# [WORK TO BE COMPLETED]
This exercise calls for every line of the listing below that contains the word "Option".
↓
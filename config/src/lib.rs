//! `~/.cmbridge/config.toml` loading.

use std::env;
use std::path::{Path, PathBuf};

use serde::Deserialize;
use thiserror::Error;

use cmbridge_adapter::CompilerConfig;

#[derive(Debug, Default, Deserialize)]
pub struct BridgeConfig {
    pub app: Option<AppConfig>,
    pub compiler: Option<CompilerConfig>,
}

#[derive(Debug, Default, Deserialize)]
pub struct AppConfig {
    /// `EnvFilter` directive used when `RUST_LOG` is unset.
    pub log_level: Option<String>,
}

#[derive(Debug, Error)]
pub enum ConfigError {
    #[error("failed to read config at {}: {source}", path.display())]
    Read {
        path: PathBuf,
        #[source]
        source: std::io::Error,
    },
    #[error("failed to parse config at {}: {source}", path.display())]
    Parse {
        path: PathBuf,
        #[source]
        source: toml::de::Error,
    },
}

impl ConfigError {
    #[must_use]
    pub fn path(&self) -> &Path {
        match self {
            ConfigError::Read { path, .. } | ConfigError::Parse { path, .. } => path,
        }
    }
}

/// Expand `${VAR}` references from the environment. Unset variables expand
/// to nothing; an unterminated `${` is kept literally.
#[must_use]
pub fn expand_env_vars(value: &str) -> String {
    let mut out = String::with_capacity(value.len());
    let mut rest = value;

    while let Some(start) = rest.find("${") {
        let after = &rest[start + 2..];
        let Some(end) = after.find('}') else {
            break;
        };
        out.push_str(&rest[..start]);
        let var = &after[..end];
        if !var.is_empty() {
            out.push_str(&env::var(var).unwrap_or_default());
        }
        rest = &after[end + 1..];
    }

    out.push_str(rest);
    out
}

fn expand_path(path: &Path) -> PathBuf {
    PathBuf::from(expand_env_vars(&path.to_string_lossy()))
}

impl BridgeConfig {
    /// Load the user config. `Ok(None)` when there is no config file.
    pub fn load() -> Result<Option<Self>, ConfigError> {
        let Some(path) = config_path() else {
            return Ok(None);
        };
        Self::load_from(&path)
    }

    pub fn load_from(path: &Path) -> Result<Option<Self>, ConfigError> {
        if !path.exists() {
            return Ok(None);
        }

        let content = std::fs::read_to_string(path).map_err(|source| {
            tracing::warn!("Failed to read config at {}: {source}", path.display());
            ConfigError::Read {
                path: path.to_path_buf(),
                source,
            }
        })?;

        toml::from_str(&content).map(Some).map_err(|source| {
            tracing::warn!("Failed to parse config at {}: {source}", path.display());
            ConfigError::Parse {
                path: path.to_path_buf(),
                source,
            }
        })
    }

    #[must_use]
    pub fn path() -> Option<PathBuf> {
        config_path()
    }

    #[must_use]
    pub fn log_level(&self) -> Option<&str> {
        self.app.as_ref()?.log_level.as_deref()
    }

    /// Compiler settings with `${VAR}` references expanded.
    #[must_use]
    pub fn compiler(&self) -> CompilerConfig {
        let mut config = self.compiler.clone().unwrap_or_default();
        config.program = expand_env_vars(&config.program);
        config.cm_root = expand_path(&config.cm_root);
        config.cm_path = config.cm_path.as_deref().map(expand_path);
        config.diagnostics_root = config.diagnostics_root.as_deref().map(expand_path);
        config.output_file = config.output_file.as_deref().map(expand_path);
        config.args = config.args.iter().map(|a| expand_env_vars(a)).collect();
        config
    }
}

/// Directory holding config and logs.
#[must_use]
pub fn bridge_home() -> Option<PathBuf> {
    dirs::home_dir().map(|home| home.join(".cmbridge"))
}

#[must_use]
pub fn config_path() -> Option<PathBuf> {
    bridge_home().map(|home| home.join("config.toml"))
}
↑
# [SOLUTION TO THIS PROBLEM]
    pub app: Option<AppConfig>,
    pub compiler: Option<CompilerConfig>,
    pub log_level: Option<String>,
    pub fn load() -> Result<Option<Self>, ConfigError> {
    pub fn load_from(path: &Path) -> Result<Option<Self>, ConfigError> {
    pub fn path() -> Option<PathBuf> {
    pub fn log_level(&self) -> Option<&str> {
pub fn bridge_home() -> Option<PathBuf> {
pub fn config_path() -> Option<PathBuf> {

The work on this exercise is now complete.